Is SouFun Holdings Limited (ADR) (NYSE:SFUN) worth your attention right now? Prominent investors are taking a bearish view. The number of long hedge fund bets stayed the same which is a slightly negative development in our experience
In the 21st century investor’s toolkit, there are dozens of gauges investors can use to analyze Mr. Market. A couple of the most innovative are hedge fund and insider trading sentiment. At Insider Monkey, our research analyses have shown that, historically, those who follow the best picks of the best money managers can outperform the broader indices by a solid margin (see just how much).
Equally as key, bullish insider trading activity is a second way to break down the marketplace. Just as you’d expect, there are a variety of motivations for an upper level exec to downsize shares of his or her company, but just one, very clear reason why they would behave bullishly. Various academic studies have demonstrated the impressive potential of this method if investors know what to do (learn more here).
Consequently, let’s take a glance at the recent action surrounding SouFun Holdings Limited (ADR) (NYSE:SFUN).
What have hedge funds been doing with SouFun Holdings Limited (ADR) (NYSE:SFUN)?
Heading into 2013, a total of 6 of the hedge funds we track were long in this stock, a change of 0% from one quarter earlier. With hedge funds’ capital changing hands, there exists an “upper tier” of notable hedge fund managers who were boosting their holdings substantially.
When looking at the hedgies we track, Tiger Management, managed by Julian Robertson, holds the most valuable position in SouFun Holdings Limited (ADR) (NYSE:SFUN). Tiger Management has a $15.2 million position in the stock, comprising 2.7% of its 13F portfolio. Sitting at the No. 2 spot is Thomas E. Claugus of GMT Capital, with a $9.1 million position; 0.2% of its 13F portfolio is allocated to the company.
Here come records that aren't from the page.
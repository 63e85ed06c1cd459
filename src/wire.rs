use std::str::FromStr;
use std::sync::Arc;
use std::time::Instant;

use futures::{SinkExt, StreamExt};
use serde::Serialize;
use serde_json::Value;
use tokio::net::TcpStream;
use tokio_util::codec::{Framed, LinesCodec, LinesCodecError};
use tracing::{debug, warn};

use crate::auth::AdminGate;
use crate::engine::{free_slots, Engine, EngineError};
use crate::limits::MAX_LINE_LEN;
use crate::model::*;
use crate::observability;
use crate::protocol::{self, Reply, Request};

/// Per-connection state.
#[derive(Debug, Default)]
pub struct Session {
    pub privileged: bool,
}

/// Serve one client until it disconnects. Every input line gets exactly one
/// reply line; malformed or over-long lines are answered and skipped.
pub async fn process_connection(
    socket: TcpStream,
    engine: Arc<Engine>,
    gate: Arc<AdminGate>,
) -> Result<(), LinesCodecError> {
    let mut framed = Framed::new(socket, LinesCodec::new_with_max_length(MAX_LINE_LEN));
    let mut session = Session::default();

    while let Some(frame) = framed.next().await {
        let line = match frame {
            Ok(line) => line,
            Err(LinesCodecError::MaxLineLengthExceeded) => {
                let reply = Reply::err("limit_exceeded", "request line too long");
                framed.send(reply.to_line()).await?;
                continue;
            }
            Err(e) => return Err(e),
        };
        if line.trim().is_empty() {
            continue;
        }
        let reply = handle_line(&engine, &gate, &mut session, &line).await;
        framed.send(reply.to_line()).await?;
    }
    Ok(())
}

/// Parse, authorize and execute one request line.
pub async fn handle_line(
    engine: &Engine,
    gate: &AdminGate,
    session: &mut Session,
    line: &str,
) -> Reply {
    let request = match protocol::parse_request(line) {
        Ok(req) => req,
        Err(e) => {
            metrics::counter!(observability::REQUESTS_TOTAL, "op" => "unknown", "status" => "error")
                .increment(1);
            return Reply::err("bad_request", e.to_string());
        }
    };

    let op = observability::op_label(&request);
    let started = Instant::now();
    let reply = if request.is_privileged() && !session.privileged {
        Reply::err("unauthorized", format!("{op} requires an authenticated admin session"))
    } else {
        execute(engine, gate, session, request).await
    };

    let status = if reply.ok { "ok" } else { "error" };
    metrics::counter!(observability::REQUESTS_TOTAL, "op" => op, "status" => status).increment(1);
    metrics::histogram!(observability::REQUEST_DURATION_SECONDS, "op" => op)
        .record(started.elapsed().as_secs_f64());
    reply
}

async fn execute(
    engine: &Engine,
    gate: &AdminGate,
    session: &mut Session,
    request: Request,
) -> Reply {
    let result = match request {
        Request::CheckConflicts {
            date,
            slots,
            granularity,
            exclude_id,
        } => {
            let slots = protocol::slot_set(slots);
            to_value(&engine.check_conflicts(date, &slots, granularity, exclude_id).await)
        }
        Request::Availability { date } => {
            let view = engine.get_availability(date).await;
            let free = free_slots(&view);
            to_value(&AvailabilityReply { view, free })
        }
        Request::Submit {
            date,
            slots,
            granularity,
            requester,
        } => {
            let candidate = Candidate {
                date,
                granularity,
                slots: protocol::slot_set(slots),
                requester,
            };
            engine.submit(candidate).await.map_err(engine_err).and_then(|r| to_value(&r))
        }
        Request::Amend {
            id,
            slots,
            granularity,
        } => engine
            .amend(id, protocol::slot_set(slots), granularity)
            .await
            .map_err(engine_err)
            .and_then(|r| to_value(&r)),
        Request::Authenticate { token } => {
            if gate.verify(&token) {
                session.privileged = true;
                Ok(serde_json::json!({ "privileged": true }))
            } else {
                session.privileged = false;
                metrics::counter!(observability::AUTH_FAILURES_TOTAL).increment(1);
                warn!("rejected admin token");
                Err(Reply::err("unauthorized", "invalid admin token"))
            }
        }
        Request::Get { id } => match engine.get_by_id(&id).await {
            Some(r) => to_value(&r),
            None => Err(engine_err(EngineError::NotFound(id))),
        },
        Request::List { date, status } => {
            let status = match status.as_deref().map(Status::from_str).transpose() {
                Ok(s) => s,
                Err(e) => return engine_err(e),
            };
            engine
                .list_reservations(date, status)
                .await
                .map_err(engine_err)
                .and_then(|rows| to_value(&rows))
        }
        Request::Transition { id, status, note } => {
            match Status::from_str(&status) {
                Ok(target) => engine
                    .transition(id, target, note)
                    .await
                    .map_err(engine_err)
                    .and_then(|r| to_value(&r)),
                Err(e) => Err(engine_err(e)),
            }
        }
        Request::Reopen { id, note } => engine
            .reopen(id, note)
            .await
            .map_err(engine_err)
            .and_then(|r| to_value(&r)),
    };

    match result {
        Ok(value) => Reply::ok(value),
        Err(reply) => reply,
    }
}

#[derive(Serialize)]
struct AvailabilityReply {
    #[serde(flatten)]
    view: AvailabilityView,
    free: Vec<Slot>,
}

fn to_value<T: Serialize>(value: &T) -> Result<Value, Reply> {
    serde_json::to_value(value).map_err(|e| Reply::err("internal", format!("encode: {e}")))
}

fn engine_err(e: EngineError) -> Reply {
    debug!("request failed: {e}");
    let reply = Reply::err(e.code(), e.to_string());
    match e {
        EngineError::Conflict { slots } => Reply {
            result: Some(serde_json::json!({ "conflicting_slots": slots })),
            ..reply
        },
        _ => reply,
    }
}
Some other hedgies that are bullish include Robert Karr’s Joho Capital, Donald Chiboucis’s Columbus Circle Investors and Eric Semler’s TCS Capital Management.
Seeing as SouFun Holdings Limited (ADR) (NYSE:SFUN) has witnessed bearish sentiment from hedge fund managers, logic holds that there is a sect of funds that decided to sell off their full holdings last quarter. It’s worth mentioning that Ken Griffin’s Citadel Investment Group dumped the biggest position of the “upper crust” of funds we key on, totaling close to $0.9 million in stock., and Jim Simons of Renaissance Technologies was right behind this move, as the fund said goodbye to about $0.5 million worth. These bearish behaviors are important to note, as aggregate hedge fund interest stayed the same (this is a bearish signal in our experience).
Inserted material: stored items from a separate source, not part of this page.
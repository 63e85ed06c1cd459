use std::fs::{self, File, OpenOptions};
use std::io::{self, BufReader, BufWriter, Read, Write};
use std::path::{Path, PathBuf};

use crate::model::Event;

/// Encode a single event to [len][bincode][crc32] format.
fn encode_event(writer: &mut impl Write, event: &Event) -> io::Result<()> {
    let payload =
        bincode::serialize(event).map_err(|e| io::Error::new(io::ErrorKind::InvalidData, e))?;
    let len = payload.len() as u32;
    writer.write_all(&len.to_le_bytes())?;
    writer.write_all(&payload)?;
    writer.write_all(&crc32fast::hash(&payload).to_le_bytes())?;
    Ok(())
}

/// Fill `buf`, or report a clean/truncated end of log as `Ok(false)`.
fn read_full(reader: &mut impl Read, buf: &mut [u8]) -> io::Result<bool> {
    match reader.read_exact(buf) {
        Ok(()) => Ok(true),
        Err(e) if e.kind() == io::ErrorKind::UnexpectedEof => Ok(false),
        Err(e) => Err(e),
    }
}

/// Read one entry and the number of bytes it spans. `None` at end of log or
/// at the first torn/corrupt entry.
fn read_entry(reader: &mut impl Read) -> io::Result<Option<(Event, u64)>> {
    let mut len_buf = [0u8; 4];
    if !read_full(reader, &mut len_buf)? {
        return Ok(None);
    }
    let mut payload = vec![0u8; u32::from_le_bytes(len_buf) as usize];
    if !read_full(reader, &mut payload)? {
        return Ok(None);
    }
    let mut crc_buf = [0u8; 4];
    if !read_full(reader, &mut crc_buf)? {
        return Ok(None);
    }
    if u32::from_le_bytes(crc_buf) != crc32fast::hash(&payload) {
        return Ok(None);
    }
    let span = (len_buf.len() + payload.len() + crc_buf.len()) as u64;
    Ok(bincode::deserialize::<Event>(&payload).ok().map(|e| (e, span)))
}

/// Append-only journal of reservation events.
///
/// Format per entry: `[u32: len][bincode: Event][u32: crc32]`, where `len`
/// counts payload bytes only. A torn tail left by a crash is dropped on replay.
pub struct Wal {
    writer: BufWriter<File>,
    path: PathBuf,
    appends_since_compact: u64,
}

impl Wal {
    /// Open (or create) the WAL file at `path`.
    pub fn open(path: &Path) -> io::Result<Self> {
        let file = OpenOptions::new().create(true).append(true).open(path)?;
        Ok(Self {
            writer: BufWriter::new(file),
            path: path.to_path_buf(),
            appends_since_compact: 0,
        })
    }

    /// Append and fsync one event. Production code batches through
    /// `append_buffered` + `flush_sync` instead.
    #[cfg(test)]
    pub fn append(&mut self, event: &Event) -> io::Result<()> {
        self.append_buffered(event)?;
        self.flush_sync()
    }

    /// Buffer an event; durable only after the next `flush_sync`.
    pub fn append_buffered(&mut self, event: &Event) -> io::Result<()> {
        encode_event(&mut self.writer, event)?;
        self.appends_since_compact += 1;
        Ok(())
    }

    /// Flush the BufWriter and fsync the underlying file.
    pub fn flush_sync(&mut self) -> io::Result<()> {
        self.writer.flush()?;
        self.writer.get_ref().sync_all()
    }

    pub fn path(&self) -> &Path {
        &self.path
    }

    fn tmp_path(path: &Path) -> PathBuf {
        path.with_extension("wal.tmp")
    }

    /// Write the compacted log to a temp file next to `path` and fsync it.
    pub fn write_compact_file(path: &Path, events: &[Event]) -> io::Result<()> {
        let mut writer = BufWriter::new(File::create(Self::tmp_path(path))?);
        for event in events {
            encode_event(&mut writer, event)?;
        }
        writer.flush()?;
        writer.get_ref().sync_all()
    }

    /// Rename the temp file over the log and reopen it for appends.
    pub fn swap_compact_file(&mut self) -> io::Result<()> {
        fs::rename(Self::tmp_path(&self.path), &self.path)?;
        let file = OpenOptions::new().create(true).append(true).open(&self.path)?;
        self.writer = BufWriter::new(file);
        self.appends_since_compact = 0;
        Ok(())
    }

    #[cfg(test)]
    pub fn compact(&mut self, events: &[Event]) -> io::Result<()> {
        Self::write_compact_file(&self.path, events)?;
        self.swap_compact_file()
    }

    pub fn appends_since_compact(&self) -> u64 {
        self.appends_since_compact
    }

    /// Replay every valid event. A missing file is an empty log.
    pub fn replay(path: &Path) -> io::Result<Vec<Event>> {
        Ok(Self::scan(path)?.0)
    }

    /// Replay, cut any torn or corrupt tail off the file, then open it for
    /// appends. New entries land right after the last valid one, so the next
    /// replay sees them.
    pub fn recover(path: &Path) -> io::Result<(Self, Vec<Event>)> {
        let (events, valid_len) = Self::scan(path)?;
        if let Ok(meta) = fs::metadata(path)
            && meta.len() > valid_len
        {
            let file = OpenOptions::new().write(true).open(path)?;
            file.set_len(valid_len)?;
            file.sync_all()?;
            tracing::warn!(
                "truncated {} bytes of torn WAL tail at offset {valid_len}",
                meta.len() - valid_len
            );
        }
        Ok((Self::open(path)?, events))
    }

    /// Valid events plus the byte length of the valid prefix.
    fn scan(path: &Path) -> io::Result<(Vec<Event>, u64)> {
        let file = match File::open(path) {
            Ok(f) => f,
            Err(e) if e.kind() == io::ErrorKind::NotFound => return Ok((Vec::new(), 0)),
            Err(e) => return Err(e),
        };
        let mut reader = BufReader::new(file);
        let mut events = Vec::new();
        let mut valid_len = 0u64;
        while let Some((event, span)) = read_entry(&mut reader)? {
            events.push(event);
            valid_len += span;
        }
        Ok((events, valid_len))
    }
}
How are insiders trading SouFun Holdings Limited (ADR) (NYSE:SFUN)?
Insider purchases made by high-level executives is best served when the company we’re looking at has experienced transactions within the past 180 days. Over the latest half-year time frame, SouFun Holdings Limited (ADR) (NYSE:SFUN) has seen zero unique insiders buying, and zero insider sales (see the details of insider trades here).
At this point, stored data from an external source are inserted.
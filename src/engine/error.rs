use std::collections::BTreeSet;

use ulid::Ulid;

use crate::model::Slot;

#[derive(Debug)]
pub enum EngineError {
    NotFound(Ulid),
    /// Status value or transition outside the workflow's closed set.
    InvalidState(String),
    /// Malformed input that should have been caught upstream.
    Validation(String),
    /// An approved reservation already holds these slots.
    Conflict { slots: BTreeSet<Slot> },
    LimitExceeded(&'static str),
    WalError(String),
}

impl EngineError {
    /// Short machine-readable code used on the wire and in metrics.
    pub fn code(&self) -> &'static str {
        match self {
            EngineError::NotFound(_) => "not_found",
            EngineError::InvalidState(_) => "invalid_state",
            EngineError::Validation(_) => "validation",
            EngineError::Conflict { .. } => "conflict",
            EngineError::LimitExceeded(_) => "limit_exceeded",
            EngineError::WalError(_) => "internal",
        }
    }
}

impl std::fmt::Display for EngineError {
    fn fmt(&self, f: &mut std::fmt::Formatter<'_>) -> std::fmt::Result {
        match self {
            EngineError::NotFound(id) => write!(f, "not found: {id}"),
            EngineError::InvalidState(msg) => write!(f, "invalid state: {msg}"),
            EngineError::Validation(msg) => write!(f, "validation failure: {msg}"),
            EngineError::Conflict { slots } => {
                let labels: Vec<String> = slots.iter().map(Slot::to_string).collect();
                write!(f, "conflict with approved reservation on slots: {}", labels.join(", "))
            }
            EngineError::LimitExceeded(msg) => write!(f, "limit exceeded: {msg}"),
            EngineError::WalError(e) => write!(f, "WAL error: {e}"),
        }
    }
}

impl std::error::Error for EngineError {}
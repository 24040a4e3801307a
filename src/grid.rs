//! Curve sampling over an age grid.
//!
//! The estimation framework evaluates selectivity one age at a time inside its
//! likelihood loop; this module covers the other common need, materializing a
//! whole curve at once for reports and plots. Ages are independent, so the
//! sweep is a parallel map; the first error (bad arity, domain failure) wins.

use rayon::prelude::*;

use crate::domain::{SelexGrid, SelexModel};
use crate::error::SelexError;
use crate::models::evaluate;

/// Generate `steps` evenly spaced ages between `min` and `max` (inclusive).
pub fn age_span(min: f64, max: f64, steps: usize) -> Result<Vec<f64>, SelexError> {
    if !(min.is_finite() && max.is_finite() && min >= 0.0 && max > min) || steps < 2 {
        return Err(SelexError::InvalidAgeSpan { min, max, steps });
    }

    let step = (max - min) / (steps as f64 - 1.0);
    let mut out = Vec::with_capacity(steps);
    for i in 0..steps {
        out.push(min + step * i as f64);
    }
    Ok(out)
}

/// Sample a selectivity curve over `ages`.
pub fn sample_curve(
    model: SelexModel,
    ln_pars: &[f64],
    ages: &[f64],
) -> Result<SelexGrid, SelexError> {
    let selex = ages
        .par_iter()
        .map(|&age| evaluate(model, age, ln_pars))
        .collect::<Result<Vec<f64>, SelexError>>()?;

    Ok(SelexGrid {
        model,
        ages: ages.to_vec(),
        selex,
    })
}
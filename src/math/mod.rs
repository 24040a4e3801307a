//! Mathematical utilities: the scalar abstraction shared by all formulas.

pub mod scalar;

pub use scalar::*;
Let’s check out hedge fund and insider activity in other stocks similar to SouFun Holdings Limited (ADR) (NYSE:SFUN). These stocks are Blucora Inc (NASDAQ:BCOR), Renren Inc (NYSE:RENN), HealthStream, Inc. (NASDAQ:HSTM), Bitauto Hldg Ltd (ADR) (NYSE:BITA), and Move Inc. (NASDAQ:MOVE). This group of stocks are in the internet information providers industry and their market caps resemble SFUN’s market cap.